> Supplied records:
● ● ● ●
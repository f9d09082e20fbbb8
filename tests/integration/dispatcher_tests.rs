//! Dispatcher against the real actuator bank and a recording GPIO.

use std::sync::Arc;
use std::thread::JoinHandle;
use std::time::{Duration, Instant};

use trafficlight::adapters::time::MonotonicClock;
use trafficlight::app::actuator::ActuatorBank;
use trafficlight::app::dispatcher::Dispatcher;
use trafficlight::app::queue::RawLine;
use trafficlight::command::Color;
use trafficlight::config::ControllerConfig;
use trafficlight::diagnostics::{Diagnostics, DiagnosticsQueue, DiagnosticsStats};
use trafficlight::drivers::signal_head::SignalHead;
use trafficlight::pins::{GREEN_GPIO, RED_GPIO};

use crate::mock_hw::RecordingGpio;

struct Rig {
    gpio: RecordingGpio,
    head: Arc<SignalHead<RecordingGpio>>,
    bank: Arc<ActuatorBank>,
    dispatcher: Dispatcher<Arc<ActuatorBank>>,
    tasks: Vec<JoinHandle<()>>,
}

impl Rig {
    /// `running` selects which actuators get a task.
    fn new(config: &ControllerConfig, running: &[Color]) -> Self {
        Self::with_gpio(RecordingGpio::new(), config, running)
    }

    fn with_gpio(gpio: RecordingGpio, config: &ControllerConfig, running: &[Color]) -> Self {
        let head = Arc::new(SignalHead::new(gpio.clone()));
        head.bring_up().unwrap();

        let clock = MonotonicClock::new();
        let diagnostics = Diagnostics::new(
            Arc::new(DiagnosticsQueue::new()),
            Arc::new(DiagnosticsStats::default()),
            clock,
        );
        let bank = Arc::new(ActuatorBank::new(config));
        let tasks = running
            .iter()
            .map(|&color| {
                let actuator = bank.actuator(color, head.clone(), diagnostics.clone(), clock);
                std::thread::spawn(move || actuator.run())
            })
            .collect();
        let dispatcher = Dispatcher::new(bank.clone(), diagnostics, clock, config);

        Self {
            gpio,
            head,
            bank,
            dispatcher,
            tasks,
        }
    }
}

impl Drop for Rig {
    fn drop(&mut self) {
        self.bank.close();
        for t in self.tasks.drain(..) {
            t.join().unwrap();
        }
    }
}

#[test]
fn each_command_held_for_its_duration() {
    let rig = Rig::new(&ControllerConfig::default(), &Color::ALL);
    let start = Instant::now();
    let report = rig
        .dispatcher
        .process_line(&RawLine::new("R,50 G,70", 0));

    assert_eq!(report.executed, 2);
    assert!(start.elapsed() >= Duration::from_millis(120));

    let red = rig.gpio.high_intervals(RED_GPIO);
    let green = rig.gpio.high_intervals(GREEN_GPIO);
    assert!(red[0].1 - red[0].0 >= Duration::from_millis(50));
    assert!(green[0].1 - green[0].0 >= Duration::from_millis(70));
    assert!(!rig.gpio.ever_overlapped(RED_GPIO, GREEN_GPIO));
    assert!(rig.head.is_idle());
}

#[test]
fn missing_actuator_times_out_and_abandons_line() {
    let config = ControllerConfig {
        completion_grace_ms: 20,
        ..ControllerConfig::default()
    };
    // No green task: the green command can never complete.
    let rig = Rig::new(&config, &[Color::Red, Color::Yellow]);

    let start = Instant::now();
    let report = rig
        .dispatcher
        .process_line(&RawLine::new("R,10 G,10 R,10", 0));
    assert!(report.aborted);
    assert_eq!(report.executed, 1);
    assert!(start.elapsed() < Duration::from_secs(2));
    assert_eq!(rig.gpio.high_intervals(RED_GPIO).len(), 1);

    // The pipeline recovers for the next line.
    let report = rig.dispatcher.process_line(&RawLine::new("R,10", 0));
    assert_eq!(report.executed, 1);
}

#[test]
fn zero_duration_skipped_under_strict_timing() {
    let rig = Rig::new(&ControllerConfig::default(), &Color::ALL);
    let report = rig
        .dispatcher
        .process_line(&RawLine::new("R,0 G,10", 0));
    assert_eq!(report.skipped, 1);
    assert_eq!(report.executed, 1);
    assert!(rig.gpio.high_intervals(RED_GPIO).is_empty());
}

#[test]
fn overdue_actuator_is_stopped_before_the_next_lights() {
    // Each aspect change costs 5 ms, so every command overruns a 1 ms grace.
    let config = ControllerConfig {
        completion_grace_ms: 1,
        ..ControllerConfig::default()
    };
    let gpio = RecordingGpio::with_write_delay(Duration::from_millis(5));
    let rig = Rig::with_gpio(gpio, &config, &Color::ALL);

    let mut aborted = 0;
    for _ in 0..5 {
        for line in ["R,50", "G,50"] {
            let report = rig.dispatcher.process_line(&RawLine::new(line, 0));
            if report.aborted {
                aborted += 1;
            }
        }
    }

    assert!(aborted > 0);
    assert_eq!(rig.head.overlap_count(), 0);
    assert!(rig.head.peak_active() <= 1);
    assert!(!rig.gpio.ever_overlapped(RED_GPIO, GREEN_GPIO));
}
● ● ● ●
> Exercise requirements: Starting from the line that contains "assert!(rig.head.peak_active() <= 1);", give again every line to the last line of the data, exactly. Include nothing else.

> Task output:
    assert!(rig.head.peak_active() <= 1);
    assert!(!rig.gpio.ever_overlapped(RED_GPIO, GREEN_GPIO));
}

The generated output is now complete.